Your goal: Tell me how many lines in the data include "height", and keep the reply to that number.

Data supplied:
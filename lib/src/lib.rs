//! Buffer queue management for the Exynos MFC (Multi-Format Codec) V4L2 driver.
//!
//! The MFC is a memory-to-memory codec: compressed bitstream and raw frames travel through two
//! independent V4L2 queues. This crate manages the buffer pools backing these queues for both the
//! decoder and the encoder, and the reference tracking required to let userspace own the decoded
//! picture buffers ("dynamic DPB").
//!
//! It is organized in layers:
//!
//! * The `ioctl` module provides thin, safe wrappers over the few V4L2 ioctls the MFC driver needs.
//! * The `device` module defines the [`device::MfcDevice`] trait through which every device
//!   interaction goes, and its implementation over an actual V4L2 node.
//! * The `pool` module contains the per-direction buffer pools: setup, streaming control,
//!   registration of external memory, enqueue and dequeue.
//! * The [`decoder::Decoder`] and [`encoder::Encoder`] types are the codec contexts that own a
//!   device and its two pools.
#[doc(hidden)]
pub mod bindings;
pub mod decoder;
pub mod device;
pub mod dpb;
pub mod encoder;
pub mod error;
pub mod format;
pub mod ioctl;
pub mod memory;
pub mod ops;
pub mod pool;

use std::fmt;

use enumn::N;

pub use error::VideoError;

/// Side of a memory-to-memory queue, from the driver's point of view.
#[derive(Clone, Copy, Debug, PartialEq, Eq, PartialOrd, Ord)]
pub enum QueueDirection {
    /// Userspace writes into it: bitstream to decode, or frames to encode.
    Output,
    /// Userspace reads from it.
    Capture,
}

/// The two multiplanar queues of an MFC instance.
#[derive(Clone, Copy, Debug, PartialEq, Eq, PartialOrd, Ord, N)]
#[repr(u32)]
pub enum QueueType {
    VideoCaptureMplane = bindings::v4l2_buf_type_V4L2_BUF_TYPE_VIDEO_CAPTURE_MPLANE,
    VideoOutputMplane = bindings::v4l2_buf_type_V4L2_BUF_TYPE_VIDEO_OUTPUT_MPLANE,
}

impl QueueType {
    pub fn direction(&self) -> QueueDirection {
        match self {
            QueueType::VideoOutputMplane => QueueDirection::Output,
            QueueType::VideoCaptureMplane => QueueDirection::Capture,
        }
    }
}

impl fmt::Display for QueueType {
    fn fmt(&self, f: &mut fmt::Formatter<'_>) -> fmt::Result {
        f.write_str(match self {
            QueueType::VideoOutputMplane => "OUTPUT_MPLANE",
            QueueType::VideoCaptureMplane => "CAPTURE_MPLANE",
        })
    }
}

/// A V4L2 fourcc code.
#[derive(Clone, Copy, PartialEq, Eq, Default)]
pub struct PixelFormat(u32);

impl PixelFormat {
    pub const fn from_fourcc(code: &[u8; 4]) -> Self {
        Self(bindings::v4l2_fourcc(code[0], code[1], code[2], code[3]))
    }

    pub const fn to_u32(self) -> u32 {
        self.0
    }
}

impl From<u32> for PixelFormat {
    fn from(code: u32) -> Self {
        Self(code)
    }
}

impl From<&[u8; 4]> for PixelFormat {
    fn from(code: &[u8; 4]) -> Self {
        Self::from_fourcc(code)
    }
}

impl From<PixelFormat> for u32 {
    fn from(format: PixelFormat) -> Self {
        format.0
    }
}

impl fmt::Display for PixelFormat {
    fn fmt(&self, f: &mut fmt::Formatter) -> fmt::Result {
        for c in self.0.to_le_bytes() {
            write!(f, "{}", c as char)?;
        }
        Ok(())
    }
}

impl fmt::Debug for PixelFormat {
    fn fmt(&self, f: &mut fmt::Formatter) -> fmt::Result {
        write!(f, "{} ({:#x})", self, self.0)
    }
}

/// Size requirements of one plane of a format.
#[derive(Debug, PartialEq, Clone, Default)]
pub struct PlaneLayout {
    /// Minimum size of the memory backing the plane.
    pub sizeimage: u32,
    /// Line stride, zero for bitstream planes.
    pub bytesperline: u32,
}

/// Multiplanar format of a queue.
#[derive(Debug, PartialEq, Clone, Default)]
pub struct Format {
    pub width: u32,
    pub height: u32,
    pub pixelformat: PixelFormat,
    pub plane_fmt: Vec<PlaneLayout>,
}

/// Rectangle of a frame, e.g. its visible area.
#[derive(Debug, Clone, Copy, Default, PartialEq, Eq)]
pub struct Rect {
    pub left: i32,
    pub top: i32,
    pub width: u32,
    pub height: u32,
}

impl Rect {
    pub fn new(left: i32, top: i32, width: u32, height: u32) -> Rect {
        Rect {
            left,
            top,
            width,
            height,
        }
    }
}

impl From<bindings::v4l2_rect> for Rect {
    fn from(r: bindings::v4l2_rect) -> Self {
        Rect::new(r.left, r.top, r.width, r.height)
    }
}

==

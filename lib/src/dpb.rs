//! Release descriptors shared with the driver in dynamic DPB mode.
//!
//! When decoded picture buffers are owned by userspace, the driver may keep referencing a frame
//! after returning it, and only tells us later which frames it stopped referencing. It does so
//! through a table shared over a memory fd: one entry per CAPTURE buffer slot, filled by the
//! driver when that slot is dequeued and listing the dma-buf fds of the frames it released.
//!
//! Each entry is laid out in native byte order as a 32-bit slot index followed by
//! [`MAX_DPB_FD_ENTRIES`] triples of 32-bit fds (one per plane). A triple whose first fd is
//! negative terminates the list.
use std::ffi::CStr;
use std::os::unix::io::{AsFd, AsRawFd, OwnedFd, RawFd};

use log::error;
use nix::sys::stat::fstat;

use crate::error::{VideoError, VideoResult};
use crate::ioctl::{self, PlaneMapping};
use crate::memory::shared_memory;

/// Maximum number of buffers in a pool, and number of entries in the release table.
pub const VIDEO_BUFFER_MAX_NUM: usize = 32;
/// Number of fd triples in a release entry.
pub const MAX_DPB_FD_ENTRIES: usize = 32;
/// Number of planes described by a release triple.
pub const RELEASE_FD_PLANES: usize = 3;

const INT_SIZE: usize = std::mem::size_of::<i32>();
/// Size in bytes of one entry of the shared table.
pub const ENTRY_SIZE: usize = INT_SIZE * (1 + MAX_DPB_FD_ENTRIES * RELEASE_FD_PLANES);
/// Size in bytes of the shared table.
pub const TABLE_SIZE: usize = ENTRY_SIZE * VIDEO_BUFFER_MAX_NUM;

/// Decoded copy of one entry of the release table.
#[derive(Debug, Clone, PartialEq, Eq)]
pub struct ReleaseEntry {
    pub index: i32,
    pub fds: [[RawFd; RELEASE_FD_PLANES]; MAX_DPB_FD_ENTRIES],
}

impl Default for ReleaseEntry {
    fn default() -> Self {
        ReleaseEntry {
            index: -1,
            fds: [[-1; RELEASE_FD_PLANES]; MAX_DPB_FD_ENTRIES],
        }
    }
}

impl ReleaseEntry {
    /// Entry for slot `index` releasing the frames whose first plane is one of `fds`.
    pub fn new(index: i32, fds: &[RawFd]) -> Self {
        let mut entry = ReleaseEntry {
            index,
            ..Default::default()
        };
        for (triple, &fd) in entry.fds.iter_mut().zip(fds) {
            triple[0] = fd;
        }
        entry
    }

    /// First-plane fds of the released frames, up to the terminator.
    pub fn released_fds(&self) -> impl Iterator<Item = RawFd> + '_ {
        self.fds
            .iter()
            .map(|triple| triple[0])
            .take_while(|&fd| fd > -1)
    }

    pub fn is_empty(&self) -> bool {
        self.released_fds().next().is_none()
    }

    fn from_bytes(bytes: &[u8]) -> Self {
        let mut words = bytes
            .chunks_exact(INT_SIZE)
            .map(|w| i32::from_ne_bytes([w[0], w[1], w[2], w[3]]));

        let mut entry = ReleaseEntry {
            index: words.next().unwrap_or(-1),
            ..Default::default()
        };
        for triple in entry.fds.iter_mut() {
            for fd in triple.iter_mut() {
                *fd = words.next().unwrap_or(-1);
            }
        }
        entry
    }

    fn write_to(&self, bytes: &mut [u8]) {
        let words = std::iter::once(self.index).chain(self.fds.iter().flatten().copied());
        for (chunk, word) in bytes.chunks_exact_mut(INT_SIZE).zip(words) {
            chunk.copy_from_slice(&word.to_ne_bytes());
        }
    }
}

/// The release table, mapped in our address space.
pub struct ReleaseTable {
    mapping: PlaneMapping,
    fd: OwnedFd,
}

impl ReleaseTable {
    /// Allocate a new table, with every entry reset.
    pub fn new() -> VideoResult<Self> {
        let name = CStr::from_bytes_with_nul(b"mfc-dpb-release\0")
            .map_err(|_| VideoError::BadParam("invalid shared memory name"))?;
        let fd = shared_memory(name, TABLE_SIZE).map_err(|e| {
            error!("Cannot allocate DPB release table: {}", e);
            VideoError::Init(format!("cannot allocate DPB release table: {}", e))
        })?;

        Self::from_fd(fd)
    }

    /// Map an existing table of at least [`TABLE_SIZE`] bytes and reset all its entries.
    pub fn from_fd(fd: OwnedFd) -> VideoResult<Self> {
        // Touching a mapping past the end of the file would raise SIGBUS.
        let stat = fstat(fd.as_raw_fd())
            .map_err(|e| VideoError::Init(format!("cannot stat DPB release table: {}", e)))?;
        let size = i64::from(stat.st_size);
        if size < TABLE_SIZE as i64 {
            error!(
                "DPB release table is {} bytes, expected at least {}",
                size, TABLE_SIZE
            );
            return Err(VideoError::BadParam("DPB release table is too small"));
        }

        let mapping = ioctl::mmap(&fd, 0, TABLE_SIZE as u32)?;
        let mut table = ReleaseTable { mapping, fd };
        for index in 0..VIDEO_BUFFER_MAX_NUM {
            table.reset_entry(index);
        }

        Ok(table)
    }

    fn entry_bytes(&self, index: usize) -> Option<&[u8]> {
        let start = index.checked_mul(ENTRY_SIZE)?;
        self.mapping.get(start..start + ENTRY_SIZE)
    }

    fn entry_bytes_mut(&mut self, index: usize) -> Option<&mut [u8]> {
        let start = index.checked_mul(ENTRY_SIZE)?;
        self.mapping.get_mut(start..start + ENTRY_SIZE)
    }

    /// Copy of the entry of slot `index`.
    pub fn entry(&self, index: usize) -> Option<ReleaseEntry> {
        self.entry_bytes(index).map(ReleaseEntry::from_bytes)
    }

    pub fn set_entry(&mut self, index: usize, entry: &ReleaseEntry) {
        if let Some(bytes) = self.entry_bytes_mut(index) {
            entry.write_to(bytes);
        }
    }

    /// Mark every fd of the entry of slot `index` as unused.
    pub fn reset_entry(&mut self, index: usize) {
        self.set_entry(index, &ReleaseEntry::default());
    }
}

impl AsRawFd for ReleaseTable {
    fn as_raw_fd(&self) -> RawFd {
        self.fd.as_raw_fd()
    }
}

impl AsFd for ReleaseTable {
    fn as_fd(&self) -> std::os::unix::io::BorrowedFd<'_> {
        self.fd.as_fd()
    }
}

Reply to the task: 5